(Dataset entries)

//! BDD framework installation per project type

use std::path::Path;

use serde::Serialize;

use super::{CommandRunner, ProjectKind};
use crate::{Error, Result};

const FEATURE_HINT: &str = "Create .feature files in biased/eval/ to get started";

/// A package-manager invocation.
#[derive(Debug, Clone, Copy, PartialEq, Eq)]
pub struct InstallCommand {
    pub program: &'static str,
    pub args: &'static [&'static str],
    /// Framework being installed, for messages
    pub framework: &'static str,
}

impl InstallCommand {
    pub fn for_kind(kind: ProjectKind) -> Option<Self> {
        match kind {
            ProjectKind::Node => Some(Self {
                program: "npm",
                args: &["install", "--save-dev", "@cucumber/cucumber"],
                framework: "Cucumber",
            }),
            ProjectKind::Python => Some(Self {
                program: "pip",
                args: &["install", "behave"],
                framework: "behave",
            }),
            ProjectKind::DotNet => Some(Self {
                program: "dotnet",
                args: &["add", "package", "SpecFlow"],
                framework: "SpecFlow",
            }),
            ProjectKind::Java | ProjectKind::Unknown => None,
        }
    }

    pub fn command_line(&self) -> String {
        std::iter::once(self.program)
            .chain(self.args.iter().copied())
            .collect::<Vec<_>>()
            .join(" ")
    }
}

/// What the installer did, or what the user has to do by hand.
#[derive(Debug, Clone, PartialEq, Eq, Serialize)]
pub struct InstallReport {
    pub kind: ProjectKind,
    pub success: bool,
    pub actions_taken: Vec<String>,
    pub errors: Vec<String>,
    /// Instructions printed instead of (or after) an installation
    pub manual_steps: Vec<String>,
}

impl InstallReport {
    fn installed(kind: ProjectKind, command: &InstallCommand) -> Self {
        Self {
            kind,
            success: true,
            actions_taken: vec![format!(
                "{} installed for {}",
                command.framework,
                kind.display_name()
            )],
            errors: vec![],
            manual_steps: vec![FEATURE_HINT.to_string()],
        }
    }

    fn failed(kind: ProjectKind, command: &InstallCommand) -> Self {
        Self {
            kind,
            success: false,
            actions_taken: vec![],
            errors: vec![format!(
                "Failed to install {}. Try: {}",
                command.framework,
                command.command_line()
            )],
            manual_steps: vec![],
        }
    }

    fn manual(kind: ProjectKind, steps: Vec<String>) -> Self {
        Self {
            kind,
            success: true,
            actions_taken: vec![],
            errors: vec![],
            manual_steps: steps,
        }
    }
}

fn java_steps() -> Vec<String> {
    vec![
        "Maven:".to_string(),
        "  <dependency>\n    <groupId>io.cucumber</groupId>\n    <artifactId>cucumber-java</artifactId>\n    <version>7.14.0</version>\n    <scope>test</scope>\n  </dependency>".to_string(),
        "Gradle:".to_string(),
        "  testImplementation 'io.cucumber:cucumber-java:7.14.0'".to_string(),
    ]
}

fn generic_steps() -> Vec<String> {
    vec![
        "Node.js:  npm install --save-dev @cucumber/cucumber".to_string(),
        "Python:   pip install behave".to_string(),
        "Java:     See https://cucumber.io/docs/installation/java/".to_string(),
        "C#:       dotnet add package SpecFlow".to_string(),
    ]
}

/// Detect the project at `root` and install its BDD framework.
///
/// # Errors
///
/// A failed Node installation is an error. Python and .NET failures come
/// back as an unsuccessful report with a retry hint.
pub async fn install_bdd(root: &Path, runner: &dyn CommandRunner) -> Result<InstallReport> {
    let kind = ProjectKind::detect(root);
    tracing::info!(kind = kind.display_name(), "detected project type");

    let Some(command) = InstallCommand::for_kind(kind) else {
        let steps = match kind {
            ProjectKind::Java => java_steps(),
            _ => generic_steps(),
        };
        return Ok(InstallReport::manual(kind, steps));
    };

    let outcome = runner.run(command.program, command.args, root).await;
    match (kind, outcome) {
        (_, Ok(true)) => Ok(InstallReport::installed(kind, &command)),
        (ProjectKind::Node, Ok(false)) => Err(Error::CommandFailed {
            command: command.command_line(),
        }),
        (ProjectKind::Node, Err(e)) => Err(e),
        (_, Ok(false)) => Ok(InstallReport::failed(kind, &command)),
        (_, Err(e)) => {
            tracing::warn!(error = %e, "installer could not be started");
            Ok(InstallReport::failed(kind, &command))
        }
    }
}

*Work request:*
Please transcribe the data above without changes, from its first line to its "A package-manager invocation." line, and leave out anything past that.

*Solution below:*
//! BDD framework installation per project type

use std::path::Path;

use serde::Serialize;

use super::{CommandRunner, ProjectKind};
use crate::{Error, Result};

const FEATURE_HINT: &str = "Create .feature files in biased/eval/ to get started";

/// A package-manager invocation.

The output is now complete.